Swoją drogą, to w morskich silnikach pompa sterowana z komputera to diabelski wynalazek i proszenie się prędzaj czy później o duży kłopot np w ciężkich warunkach. Nigdy bym takiego silnika nie kupił, na szczęście są jeszcze firmy oferujące tradycyjne motory. Pieprzenie o wymogach ekologicznych przy jachtowych silniczkach 10-50 czy nawet 80 koni to pier.... kotka za pomocą młotka. W mechanicznym wymieniasz pompę w warunach morskich (jak masz i umisz) i działa

Autor:  Kurczak [ 15 wrz 2019, o 06:36 ]
Tytuł:  Re: Silnik Yanmar 45hp, common rail - potrzebuję pilnej rady

Zasadniczo sytuacja jest bardzo podobna. W tradycyjnych silnikach uwalonej pompy wtryskowej nie naprawisz ani nie wyregulujesz nie mając dostępu do części zamiennych i umiejętności. Więc także jesteś ugotowany. :)

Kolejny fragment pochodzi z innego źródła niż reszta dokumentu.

//! Data collectors
//!
//! Collectors subscribe to `participation.variant_run` and accumulate the
//! decisions of one request for later rendering or flushing.

use armature_experiments::{ParticipationEvent, Subscriber, SubscriberError, expect_variant_run};
use parking_lot::Mutex;
use serde_json::Value;
use tracing::debug;

/// Experiment option holding the Google Content Experiments id
pub const EXPERIMENT_ID: &str = "experimentId";

/// Insertion-ordered map; re-inserting a key keeps its position
#[derive(Debug)]
struct Ordered<V> {
    entries: Mutex<Vec<(String, V)>>,
}

impl<V: Clone> Ordered<V> {
    fn new() -> Self {
        Self {
            entries: Mutex::new(Vec::new()),
        }
    }

    fn insert(&self, key: String, value: V) {
        let mut entries = self.entries.lock();
        match entries.iter_mut().find(|(k, _)| *k == key) {
            Some(entry) => entry.1 = value,
            None => entries.push((key, value)),
        }
    }

    fn snapshot(&self) -> Vec<(String, V)> {
        self.entries.lock().clone()
    }
}

/// Records experiment identifier → variant identifier.
///
/// # Examples
///
/// ```
/// use armature_experiments_analytics::GenericCollector;
///
/// let collector = GenericCollector::new();
/// collector.add_participation("headline", "short");
///
/// assert_eq!(
///     collector.tests_data(),
///     vec![("headline".to_string(), "short".to_string())]
/// );
/// ```
#[derive(Debug)]
pub struct GenericCollector {
    participations: Ordered<String>,
}

impl GenericCollector {
    pub fn new() -> Self {
        Self {
            participations: Ordered::new(),
        }
    }

    pub fn add_participation(&self, test: impl Into<String>, variant: impl Into<String>) {
        self.participations.insert(test.into(), variant.into());
    }

    /// Collected participations in the order they were first seen
    pub fn tests_data(&self) -> Vec<(String, String)> {
        self.participations.snapshot()
    }
}

impl Default for GenericCollector {
    fn default() -> Self {
        Self::new()
    }
}

impl Subscriber for GenericCollector {
    fn subscribed_events(&self) -> Vec<&'static str> {
        vec![ParticipationEvent::VARIANT_RUN]
    }

    fn handle(&self, event: &ParticipationEvent<'_>) -> Result<(), SubscriberError> {
        let (registration, variant) = expect_variant_run(event)?;
        let test = registration.experiment().id();

        debug!(experiment = test, variant = variant.id(), "Collected participation");
        self.add_participation(test, variant.id());
        Ok(())
    }
}

/// Records Google experiment id → 0-based position of the chosen variant.
///
/// The experiment must carry its Google id in the [`EXPERIMENT_ID`]
/// option.
#[derive(Debug)]
pub struct GoogleCollector {
    participations: Ordered<usize>,
}

impl GoogleCollector {
    pub fn new() -> Self {
        Self {
            participations: Ordered::new(),
        }
    }

    pub fn add_participation(&self, experiment_id: impl Into<String>, variation_index: usize) {
        self.participations
            .insert(experiment_id.into(), variation_index);
    }

    /// Collected participations in the order they were first seen
    pub fn tests_data(&self) -> Vec<(String, usize)> {
        self.participations.snapshot()
    }
}

impl Default for GoogleCollector {
    fn default() -> Self {
        Self::new()
    }
}

impl Subscriber for GoogleCollector {
    fn subscribed_events(&self) -> Vec<&'static str> {
        vec![ParticipationEvent::VARIANT_RUN]
    }

    fn handle(&self, event: &ParticipationEvent<'_>) -> Result<(), SubscriberError> {
        let (registration, variant) = expect_variant_run(event)?;
        let experiment = registration.experiment();

        let experiment_id = match experiment.option(EXPERIMENT_ID) {
            Some(Value::String(id)) => id.clone(),
            Some(Value::Number(id)) => id.to_string(),
            Some(other) => {
                return Err(SubscriberError::InvalidPayload(format!(
                    "option '{}' of test '{}' must be a string, got {}",
                    EXPERIMENT_ID,
                    experiment.id(),
                    other
                )));
            }
            None => {
                return Err(SubscriberError::MissingOption {
                    test: experiment.id().to_string(),
                    option: EXPERIMENT_ID.to_string(),
                });
            }
        };

        let index = experiment.position(variant.id()).ok_or_else(|| {
            SubscriberError::UnknownVariant {
                test: experiment.id().to_string(),
                variant: variant.id().to_string(),
            }
        })?;

        debug!(
            experiment = experiment.id(),
            experiment_id = %experiment_id,
            index,
            "Collected Google participation"
        );
        self.add_participation(experiment_id, index);
        Ok(())
    }
}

Na wielu jachtach zbiornik paliwa jest w takich miejscach, że elektryczna pompa podtłaczająca paliwo do układu wtryskowego jest niezbędna. To już druga rzecz, która może trupnąć.
Są silniki, np. mój z tradycyjnym układem wtryskowym, ale wtryskiem do komory wirowej czyli ze świecami żarowymi. Jak problematyczne jest odpalenie silnika z przepaloną świecą lub świecami chyba nie muszę tłumaczyć. Podobnie jak tego, że wbrew pozorom wymiana w ciężkich warunkach nie jest ani prosta, ani bezpieczna. Lepiej od razu pomóc sobie "plakiem" ( ja mam zawsze na łódce), a świecę próbować wykręcić w porcie. Nie samostartem, bo ten jest bardzo agresywny dla układu tłokowo - korbowego. Plak działa podobnie niezawodnie ale nie jest tak wybuchowy. A świece palone bez sterownika elektronicznego są bardzo nietrwałe i nie ma żadnej sygnalizacji że, któraś się właśnie raczyła przepalić. Dowiesz się o tym dopiero jak nie będziesz mógł odpalić silnika.